When Witton’s ulcerative colitis flared up again, putting her in the hospital for a month, she felt she had a choice about how, and what, to tell her nearly 500,000 subscribers.

“If I came back from a month hiatus saying I had a medical emergency and I don’t want to talk about it publicly then the majority of them would have been really respectful of that,” she emailed to The Post.

“Before the surgery, I had no desire to share anything, I wasn’t even looking at my phone. I managed 2 posts in 2 weeks just to let me people know I was in hospital. But soon as I was on the other side of surgery and wasn’t ill anymore I was all over social media sharing everything and it felt great,” Witton added. “I knew that I wanted to use my platform and my voice to bring visibility to people living with ostomies, especially young people.”

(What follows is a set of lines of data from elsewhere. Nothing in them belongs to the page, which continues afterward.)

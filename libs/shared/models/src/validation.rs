//! Field-level validation shared by the configuration models.
//!
//! Payloads arrive as raw JSON objects so that a key the client omitted can be
//! told apart from a key the client explicitly set to `null`. [`FieldReader`]
//! pulls typed values out of such an object, applies defaults, checks numeric
//! domains and collects every problem it finds instead of stopping at the first.

use std::fmt;

use serde::Serialize;
use serde_json::{json, Map, Value};
use thiserror::Error;

#[derive(Debug, Clone, PartialEq, Eq, Serialize)]
pub struct FieldError {
    pub field: String,
    pub message: String,
}

impl FieldError {
    pub fn new(field: impl Into<String>, message: impl Into<String>) -> Self {
        Self {
            field: field.into(),
            message: message.into(),
        }
    }

    pub fn to_json(&self) -> Value {
        json!({ "field": self.field, "message": self.message })
    }
}

impl fmt::Display for FieldError {
    fn fmt(&self, f: &mut fmt::Formatter<'_>) -> fmt::Result {
        write!(f, "{} {}", self.field, self.message)
    }
}

#[derive(Debug, Clone, PartialEq, Eq, Error)]
#[error("{}", join_errors(.errors))]
pub struct ValidationError {
    pub errors: Vec<FieldError>,
}

fn join_errors(errors: &[FieldError]) -> String {
    errors
        .iter()
        .map(ToString::to_string)
        .collect::<Vec<_>>()
        .join(", ")
}

impl ValidationError {
    pub fn single(field: impl Into<String>, message: impl Into<String>) -> Self {
        Self {
            errors: vec![FieldError::new(field, message)],
        }
    }

    pub fn fields(&self) -> Vec<&str> {
        self.errors.iter().map(|e| e.field.as_str()).collect()
    }

    pub fn has_field(&self, field: &str) -> bool {
        self.errors.iter().any(|e| e.field == field)
    }
}

/// A validated, normalized configuration mapping ready to be handed upstream.
#[derive(Debug, Clone, Default, PartialEq, Serialize)]
#[serde(transparent)]
pub struct NormalizedConfig(Map<String, Value>);

impl NormalizedConfig {
    pub fn new(map: Map<String, Value>) -> Self {
        Self(map)
    }

    pub fn get(&self, key: &str) -> Option<&Value> {
        self.0.get(key)
    }

    pub fn contains_key(&self, key: &str) -> bool {
        self.0.contains_key(key)
    }

    pub fn keys(&self) -> impl Iterator<Item = &String> {
        self.0.keys()
    }

    pub fn len(&self) -> usize {
        self.0.len()
    }

    pub fn is_empty(&self) -> bool {
        self.0.is_empty()
    }

    pub fn as_map(&self) -> &Map<String, Value> {
        &self.0
    }

    pub fn into_map(self) -> Map<String, Value> {
        self.0
    }

    pub fn to_value(&self) -> Value {
        Value::Object(self.0.clone())
    }
}

/// How a key appears in a raw payload.
#[derive(Debug, Clone, Copy)]
pub enum Presence<'a> {
    Absent,
    Null,
    Value(&'a Value),
}

/// Typed, error-collecting access to a raw JSON object.
///
/// In partial mode (patch payloads) a missing required key is not an error and
/// defaults are returned only as placeholders; the caller emits supplied keys
/// only. An explicit `null` on a required key is an error in both modes.
pub struct FieldReader<'a> {
    raw: &'a Map<String, Value>,
    partial: bool,
    errors: Vec<FieldError>,
}

impl<'a> FieldReader<'a> {
    pub fn new(raw: &'a Map<String, Value>, partial: bool) -> Self {
        Self {
            raw,
            partial,
            errors: Vec::new(),
        }
    }

    pub fn is_partial(&self) -> bool {
        self.partial
    }

    pub fn raw(&self) -> &'a Map<String, Value> {
        self.raw
    }

    pub fn supplied(&self, key: &str) -> bool {
        self.raw.contains_key(key)
    }

    pub fn presence(&self, key: &str) -> Presence<'a> {
        match self.raw.get(key) {
            None => Presence::Absent,
            Some(Value::Null) => Presence::Null,
            Some(value) => Presence::Value(value),
        }
    }

    pub fn reject(&mut self, key: &str, message: impl Into<String>) {
        self.errors.push(FieldError::new(key, message));
    }

    pub fn has_errors(&self) -> bool {
        !self.errors.is_empty()
    }

    /// Reject each of `keys` that neither the payload nor `fallback` fills in.
    /// Keys already rejected keep their first error.
    pub fn require_filled(&mut self, keys: &[&str], fallback: Option<&Map<String, Value>>, message: &str) {
        for key in keys {
            let filled = !is_blank(self.raw.get(*key)) || !is_blank(fallback.and_then(|stored| stored.get(*key)));
            let reported = self.errors.iter().any(|e| e.field == *key);
            if !filled && !reported {
                self.reject(key, message);
            }
        }
    }

    fn missing(&mut self, key: &str) {
        if !self.partial {
            self.reject(key, "is required");
        }
    }

    pub fn required_str(&mut self, key: &str) -> String {
        match self.presence(key) {
            Presence::Absent => {
                self.missing(key);
                String::new()
            }
            Presence::Null => {
                self.reject(key, "is required");
                String::new()
            }
            Presence::Value(Value::String(s)) if s.trim().is_empty() => {
                self.reject(key, "must not be empty");
                String::new()
            }
            Presence::Value(Value::String(s)) => s.clone(),
            Presence::Value(_) => {
                self.reject(key, "must be a string");
                String::new()
            }
        }
    }

    pub fn optional_str(&mut self, key: &str) -> Option<String> {
        match self.presence(key) {
            Presence::Absent | Presence::Null => None,
            Presence::Value(Value::String(s)) => Some(s.clone()),
            Presence::Value(_) => {
                self.reject(key, "must be a string");
                None
            }
        }
    }

    pub fn str_or(&mut self, key: &str, default: &str) -> String {
        match self.presence(key) {
            Presence::Absent => default.to_string(),
            Presence::Null => {
                self.reject(key, "must not be null");
                default.to_string()
            }
            Presence::Value(Value::String(s)) => s.clone(),
            Presence::Value(_) => {
                self.reject(key, "must be a string");
                default.to_string()
            }
        }
    }

    /// A string restricted to a fixed vocabulary.
    pub fn one_of(&mut self, key: &str, default: &str, allowed: &[&str]) -> String {
        let value = self.str_or(key, default);
        if !allowed.contains(&value.as_str()) {
            self.reject(key, format!("must be one of: {}", allowed.join(", ")));
        }
        value
    }

    fn int_value(&mut self, key: &str, value: &Value) -> Option<i64> {
        match value.as_i64() {
            Some(n) => Some(n),
            None => {
                self.reject(key, "must be an integer");
                None
            }
        }
    }

    fn check_range(&mut self, key: &str, n: i64, min: i64, max: i64) -> bool {
        if n < min || n > max {
            if max == i64::MAX {
                self.reject(key, format!("must be at least {}", min));
            } else {
                self.reject(key, format!("must be between {} and {}", min, max));
            }
            return false;
        }
        true
    }

    pub fn int_or(&mut self, key: &str, default: i64, min: i64) -> i64 {
        self.int_in(key, default, min, i64::MAX)
    }

    pub fn int_in(&mut self, key: &str, default: i64, min: i64, max: i64) -> i64 {
        match self.presence(key) {
            Presence::Absent => default,
            Presence::Null => {
                self.reject(key, "must not be null");
                default
            }
            Presence::Value(value) => match self.int_value(key, value) {
                Some(n) if self.check_range(key, n, min, max) => n,
                _ => default,
            },
        }
    }

    pub fn required_int(&mut self, key: &str, min: i64, max: i64) -> i64 {
        match self.presence(key) {
            Presence::Absent => {
                self.missing(key);
                0
            }
            Presence::Null => {
                self.reject(key, "is required");
                0
            }
            Presence::Value(value) => match self.int_value(key, value) {
                Some(n) if self.check_range(key, n, min, max) => n,
                _ => 0,
            },
        }
    }

    pub fn optional_int(&mut self, key: &str, min: i64) -> Option<i64> {
        match self.presence(key) {
            Presence::Absent | Presence::Null => None,
            Presence::Value(value) => match self.int_value(key, value) {
                Some(n) if self.check_range(key, n, min, i64::MAX) => Some(n),
                _ => None,
            },
        }
    }

    pub fn bool_or(&mut self, key: &str, default: bool) -> bool {
        match self.presence(key) {
            Presence::Absent => default,
            Presence::Value(Value::Bool(b)) => *b,
            Presence::Null | Presence::Value(_) => {
                self.reject(key, "must be a boolean");
                default
            }
        }
    }

    pub fn optional_list(&mut self, key: &str) -> Option<Vec<Value>> {
        match self.presence(key) {
            Presence::Absent | Presence::Null => None,
            Presence::Value(Value::Array(items)) => Some(items.clone()),
            Presence::Value(_) => {
                self.reject(key, "must be a list");
                None
            }
        }
    }

    pub fn list_or(&mut self, key: &str, default: Vec<Value>) -> Vec<Value> {
        match self.presence(key) {
            Presence::Absent => default,
            Presence::Value(Value::Array(items)) => items.clone(),
            Presence::Null | Presence::Value(_) => {
                self.reject(key, "must be a list");
                default
            }
        }
    }

    /// A list that must be present and contain at least one element.
    pub fn required_list(&mut self, key: &str) -> Vec<Value> {
        match self.presence(key) {
            Presence::Absent => {
                self.missing(key);
                Vec::new()
            }
            Presence::Value(Value::Array(items)) if items.is_empty() => {
                self.reject(key, "must not be empty");
                Vec::new()
            }
            Presence::Value(Value::Array(items)) => items.clone(),
            Presence::Null => {
                self.reject(key, "is required");
                Vec::new()
            }
            Presence::Value(_) => {
                self.reject(key, "must be a list");
                Vec::new()
            }
        }
    }

    /// Any JSON value, passed through untouched.
    pub fn optional_value(&mut self, key: &str) -> Option<Value> {
        match self.presence(key) {
            Presence::Absent | Presence::Null => None,
            Presence::Value(value) => Some(value.clone()),
        }
    }

    pub fn optional_object(&mut self, key: &str) -> Option<Map<String, Value>> {
        match self.presence(key) {
            Presence::Absent | Presence::Null => None,
            Presence::Value(Value::Object(map)) => Some(map.clone()),
            Presence::Value(_) => {
                self.reject(key, "must be an object");
                None
            }
        }
    }

    pub fn finish(self) -> Result<(), ValidationError> {
        if self.errors.is_empty() {
            Ok(())
        } else {
            Err(ValidationError {
                errors: self.errors,
            })
        }
    }
}

/// Interpret a request body as a JSON object.
pub fn as_object(payload: &Value) -> Result<&Map<String, Value>, ValidationError> {
    payload
        .as_object()
        .ok_or_else(|| ValidationError::single("body", "must be a JSON object"))
}

/// Whether a value carries nothing: missing, `null`, blank text or an empty list.
pub fn is_blank(value: Option<&Value>) -> bool {
    match value {
        None | Some(Value::Null) => true,
        Some(Value::String(text)) => text.trim().is_empty(),
        Some(Value::Array(items)) => items.is_empty(),
        Some(_) => false,
    }
}

/// Keep only the keys the client supplied that also appear in `normalized`,
/// preserving explicit nulls.
pub fn supplied_subset(raw: &Map<String, Value>, normalized: &Map<String, Value>) -> Map<String, Value> {
    raw.keys()
        .filter_map(|key| normalized.get(key).map(|value| (key.clone(), value.clone())))
        .collect()
}

#[cfg(test)]
mod tests {
    use super::*;
    use assert_matches::assert_matches;

    fn object(value: Value) -> Map<String, Value> {
        value.as_object().cloned().unwrap()
    }

    #[test]
    fn test_collects_every_error() {
        let raw = object(json!({ "name": "", "interval": -1, "upsideDown": "yes" }));
        let mut reader = FieldReader::new(&raw, false);
        reader.required_str("name");
        reader.required_str("url");
        reader.int_or("interval", 60, 1);
        reader.bool_or("upsideDown", false);

        let err = reader.finish().unwrap_err();
        assert_eq!(err.fields(), vec!["name", "url", "interval", "upsideDown"]);
    }

    #[test]
    fn test_partial_mode_tolerates_missing_required() {
        let raw = object(json!({ "name": "new" }));
        let mut reader = FieldReader::new(&raw, true);
        reader.required_str("hostname");
        reader.required_int("port", 1, 65535);
        assert!(reader.finish().is_ok());
    }

    #[test]
    fn test_explicit_null_on_required_rejected_in_partial_mode() {
        let raw = object(json!({ "hostname": null }));
        let mut reader = FieldReader::new(&raw, true);
        reader.required_str("hostname");
        let err = reader.finish().unwrap_err();
        assert!(err.has_field("hostname"));
    }

    #[test]
    fn test_defaults_and_ranges() {
        let raw = object(json!({ "port": 70000, "interval": 1 }));
        let mut reader = FieldReader::new(&raw, false);
        assert_eq!(reader.int_or("interval", 60, 1), 1);
        assert_eq!(reader.int_or("maxretries", 1, 0), 1);
        assert_eq!(reader.int_in("port", 53, 0, 65535), 53);
        assert_matches!(reader.finish(), Err(ValidationError { .. }));
    }

    #[test]
    fn test_required_list_must_not_be_empty() {
        let raw = object(json!({ "brokers": [] }));
        let mut reader = FieldReader::new(&raw, false);
        reader.required_list("brokers");
        let err = reader.finish().unwrap_err();
        assert_eq!(err.errors[0].message, "must not be empty");
    }

    #[test]
    fn test_supplied_subset_keeps_nulls() {
        let raw = object(json!({ "name": "new", "description": null, "bogus": 1 }));
        let normalized = object(json!({ "name": "new", "description": null, "interval": 60 }));
        let subset = supplied_subset(&raw, &normalized);
        assert_eq!(Value::Object(subset), json!({ "name": "new", "description": null }));
    }

    #[test]
    fn test_require_filled_falls_back_to_stored_values() {
        let raw = object(json!({ "type": "port", "port": 443 }));
        let stored = object(json!({ "hostname": "db.internal", "port": null, "keyword": "" }));
        let mut reader = FieldReader::new(&raw, true);
        reader.require_filled(&["hostname", "port", "keyword"], Some(&stored), "is required");
        let err = reader.finish().unwrap_err();
        assert_eq!(err.fields(), vec!["keyword"]);
    }
}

Her saga shows how permeable the boundaries can be between an Internet star and their audience. When Witton shared her sickness with her audience, she hoped to bring visibility to what she’d been through — become a public face, a source of advice, living proof that you can still be you while living with a stoma. But as she became those things, she also found that the Internet could help her.

Enter the Stoma Internet.

The Stoma Internet is filled with online personalities who, like Witton, live with a stoma. As Witton’s video spread, the Stoma Internet found her, and she started plunging into its rabbit holes. There were the YouTube channels, the Instagram accounts, the blogs. “There’s companies that do lingerie, special sports and swimwear, Etsy shops that do handmade covers for your stoma bag.” Witton wrote.

“It’s amazing hearing other people’s stories and experiences. Especially young women who are weeks/months/years down the line from where I am leaving comments about how normal and easy their lives are now and also giving me advice — it’s really encouraging and gives me a lot of hope.”

A how-to video for changing your stoma bag has nearly 2 million views on YouTube. Another Stoma YouTuber modeled swimsuits. Others show tips for making and choosing colorful bag covers.

But what if, unlike Witton, you’d prefer not to share the details of your illness with the world? Not all YouTubers have an audience who might be understanding of absence, respectful of privacy.

Witton acknowledged that this process is different for everyone. But for her, the choice was clear.

“Everyone copes differently with scary medical experiences but talking about what you’ve been through will always help. That can be through communities online or simply with your friends and family.”